On December 17, Taiwan’s ITRI (Industrial Technology Research Institute) unveiled the SPIN Lab, an R&D platform for building-use green energy, the first of its kind in Taiwan and the third in the world. As part of the unveiling, ITRI also showcased its “energy conservation demonstration house” (henceforth “the house”), taking participants on a trip through Tainan’s green building energy research.

IEA research indicates that buildings are responsible for over a quarter of the world’s greenhouse gas and 55% of the global electricity consumption. Reducing building energy consumption therefore makes sense as a means to reduce both greenhouse gas and electricity consumption.

In particular, the SPIN Lab (Subtropical Performance Test Bed for Innovative eNergy Research in Building) is the third green building energy research platform after LBNL (Lawrence Berkeley National Laboratory) and SIT (Singapore Institute of Technology). True to its name, the SPIN Lab will assist by serving as a “subtropical performance test bed for innovative energy research in building(s)”.

The SPIN Lab is also literally called the “spin lab” in Chinese (with the equivalent translation in the Chinese language, of course). The platform houses a massive rotational structure underground, capable of rotating once per hour. It allows for the building to face various directions, thereby measuring the impact of facing the sun in different directions and whether these directions have an impact on the efficiency of various appliances, building materials, and other household products. The lab is equipped with validation capabilities, powered by myriad precision instruments and data collection systems, that simulate (as reflective of real-life conditions as possible), collect, and analyze information including body temperature, appliance power draw, outdoor weather conditions, and indoor conditions such as lighting, heat, energy, air quality, and vibration.

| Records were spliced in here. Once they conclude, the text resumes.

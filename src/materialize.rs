//! Tree → directories and empty files on disk.

use std::fs::{self, File};
use std::io::Write;
use std::path::{Component, Path};

use tracing::{debug, info};

use crate::error::TreeError;
use crate::tree::{NodeId, Tree};

/// Counts of what a materialization created (or re-created).
#[derive(Debug, Clone, Copy, Default, PartialEq, Eq)]
pub struct Summary {
    pub directories: usize,
    pub files: usize,
}

/// Create every entry of `tree` under `base`, parents before children.
///
/// Existing directories are reused and existing files are truncated, so
/// running twice is harmless. Progress lines go to `progress`. The first
/// failure, including a failed progress write, aborts; whatever was
/// created before it stays on disk.
pub fn materialize<W: Write>(
    base: &Path,
    tree: &Tree,
    progress: &mut W,
) -> Result<Summary, TreeError> {
    for id in tree.descendants() {
        check_name(tree[id].name())?;
    }

    let mut summary = Summary::default();
    create_children(base, tree, tree.top_level(), progress, &mut summary)?;
    info!(
        base = %base.display(),
        directories = summary.directories,
        files = summary.files,
        "materialized tree"
    );
    Ok(summary)
}

fn create_children<W: Write>(
    dir: &Path,
    tree: &Tree,
    children: &[NodeId],
    progress: &mut W,
    summary: &mut Summary,
) -> Result<(), TreeError> {
    for &id in children {
        let node = &tree[id];
        let full_path = dir.join(node.name());

        if node.is_dir() {
            report(progress, format_args!("Creating directory: {}", full_path.display()))?;
            fs::create_dir_all(&full_path).map_err(|source| TreeError::DirectoryCreate {
                path: full_path.clone(),
                source,
            })?;
            debug!(path = %full_path.display(), "created directory");
            summary.directories += 1;
            create_children(&full_path, tree, node.children(), progress, summary)?;
        } else {
            report(progress, format_args!("Creating file: {}", full_path.display()))?;
            if let Some(parent) = full_path.parent() {
                fs::create_dir_all(parent).map_err(|source| TreeError::DirectoryCreate {
                    path: parent.to_path_buf(),
                    source,
                })?;
            }
            File::create(&full_path).map_err(|source| TreeError::FileCreate {
                path: full_path.clone(),
                source,
            })?;
            debug!(path = %full_path.display(), "created file");
            summary.files += 1;
        }
    }
    Ok(())
}

fn report<W: Write>(progress: &mut W, line: std::fmt::Arguments<'_>) -> Result<(), TreeError> {
    writeln!(progress, "{line}").map_err(|source| TreeError::Progress { source })
}

/// Names must be exactly one normal path component so nothing escapes `base`.
fn check_name(name: &str) -> Result<(), TreeError> {
    let mut components = Path::new(name).components();
    match (components.next(), components.next()) {
        (Some(Component::Normal(_)), None) => Ok(()),
        _ => Err(TreeError::UnsafeName {
            name: name.to_string(),
        }),
    }
}

#[cfg(test)]
mod tests {
    use super::*;

    #[test]
    fn single_components_are_accepted() {
        assert!(check_name("src").is_ok());
        assert!(check_name(".env").is_ok());
        assert!(check_name("v1.2.3").is_ok());
    }

    #[test]
    fn traversal_and_nested_names_are_rejected() {
        for name in ["..", ".", "/etc", "a/b", "../escape"] {
            assert!(
                matches!(check_name(name), Err(TreeError::UnsafeName { .. })),
                "{name} should be rejected"
            );
        }
    }
}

Mr. Cheng-Wei Yu, director general of the Bureau of Energy, indicates that, while the Bureau promoted the replacement and upgrade of high-consumption motors and air conditioning in 2017, it is now further investigating possible solutions to lower building energy consumption. Through various designs, building materials, and building methods, the Bureau hopes to continue iterating until a building solution with zero wasted energy can be achieved. The potential realization of this result in the future will serve as proof of marriage between energy theory and practice and the cornerstone of green energy laws and building laws.

Mr. Edwin Liu, president of ITRI, indicates that the LBNL is located in the San Francisco Bay area, which has a Mediterranean climate and is located about 37 degrees N, while the tropical SIT is located 1 degree N. On the other hand, Shalun, Tainan City, Taiwan is about 22-23 degrees N. As the three rotating facilities are located in drastically different climate zones, they can therefore carry out cross-climate energy conservative material and technology validation tests.

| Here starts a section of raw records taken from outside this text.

use crate::render::BranchStyle;
use clap::{Parser, ValueEnum};
use std::path::PathBuf;

const EXAMPLES: &str = "\
Examples:
  treeforge --mode create --input layout.txt --output ./my-project
  treeforge -m 0 -i layout.txt
  treeforge --mode show --path ./my-project > layout.txt
  treeforge -m 1 -p . -I target --sort

Long flags take two dashes (--mode, --input); single-dash spellings such as
-mode are read as -m with the value \"ode\" and rejected.";

/// What the invocation does.
#[derive(Debug, Clone, Copy, PartialEq, Eq, ValueEnum)]
pub enum Mode {
    /// Create directories and empty files from a tree diagram
    #[value(name = "create", alias = "0")]
    Create,
    /// Print an existing directory as a tree diagram
    #[value(name = "show", alias = "1")]
    Show,
}

#[derive(Parser, Debug, Clone)]
#[command(
    name = "treeforge",
    version,
    about = "Scaffold directories from tree diagrams, or print a directory as one",
    after_help = EXAMPLES
)]
pub struct Args {
    /// create (0): diagram to filesystem; show (1): filesystem to diagram
    #[arg(short = 'm', long = "mode", value_enum, default_value_t = Mode::Create)]
    pub mode: Mode,

    /// Tree diagram file (required in create mode)
    #[arg(short = 'i', long = "input", value_name = "FILE")]
    pub input: Option<PathBuf>,

    /// Directory under which create mode builds the structure
    #[arg(short = 'o', long = "output", value_name = "DIR", default_value = ".")]
    pub output: PathBuf,

    /// Directory that show mode walks
    #[arg(short = 'p', long = "path", value_name = "DIR", default_value = ".")]
    pub path: PathBuf,

    /// Reject indented first entries and multi-level indentation jumps
    #[arg(long = "strict")]
    pub strict: bool,

    /// Extension-less name to treat as a file (repeatable; LICENSE is built in)
    #[arg(long = "file-name", value_name = "NAME", action = clap::ArgAction::Append)]
    pub file_names: Vec<String>,

    /// Glob patterns to exclude in show mode (repeatable)
    #[arg(short = 'I', long = "ignore", value_name = "GLOB", action = clap::ArgAction::Append)]
    pub ignore: Vec<String>,

    /// Do not ignore .git and .gitignore by default
    #[arg(long = "no-default-ignores")]
    pub no_default_ignores: bool,

    /// Sort show output: directories first, then case-insensitive alpha
    #[arg(long = "sort")]
    pub sort: bool,

    /// Branch drawing style for show mode
    #[arg(long = "style", value_enum, default_value_t = BranchStyle::Uniform)]
    pub style: BranchStyle,

    /// Increase log verbosity (-v info, -vv debug, -vvv trace)
    #[arg(short = 'v', long = "verbose", action = clap::ArgAction::Count)]
    pub verbose: u8,

    /// Suppress progress lines
    #[arg(short = 'q', long = "quiet")]
    pub quiet: bool,
}

impl Args {
    /// Enforce invariants after parsing.
    pub fn validated(mut self) -> Self {
        if self.quiet {
            self.verbose = 0;
        }
        self
    }
}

Not only is this (that is, the SPIN Lab) a validation platform, it will also bring about “various technological allocative and integrative tests”. Liu, again, has expressed a hope to transform Shalun into a designated area for the green energy industry and leverage Shalun’s environment to induce “cross-industrial applications” and “integrate” said applications, such that Taiwan’s green energy industry can become a sustainable one, while also letting the general public know of ITRI’s can-do attitude.

The aforementioned house is quite similar to a regular townhouse appearance-wise, but is in reality a smart energy conservation commercial opportunity potentially worth tens of billions of TWD, a joint effort between ITRI, TEPCO Power Grid, Tokyo Gas, Delta Electronics, and Formosa Plastics, among 12 companies domestic and foreign. Liu, once again, indicates that potential energy management applications will include distributed energy, allocative methods, ICT, and smart devices, all of which will be integrated and streamlined by various energy conservation technologies and building designs. Liu claims that ITRI will continue working to achieve this.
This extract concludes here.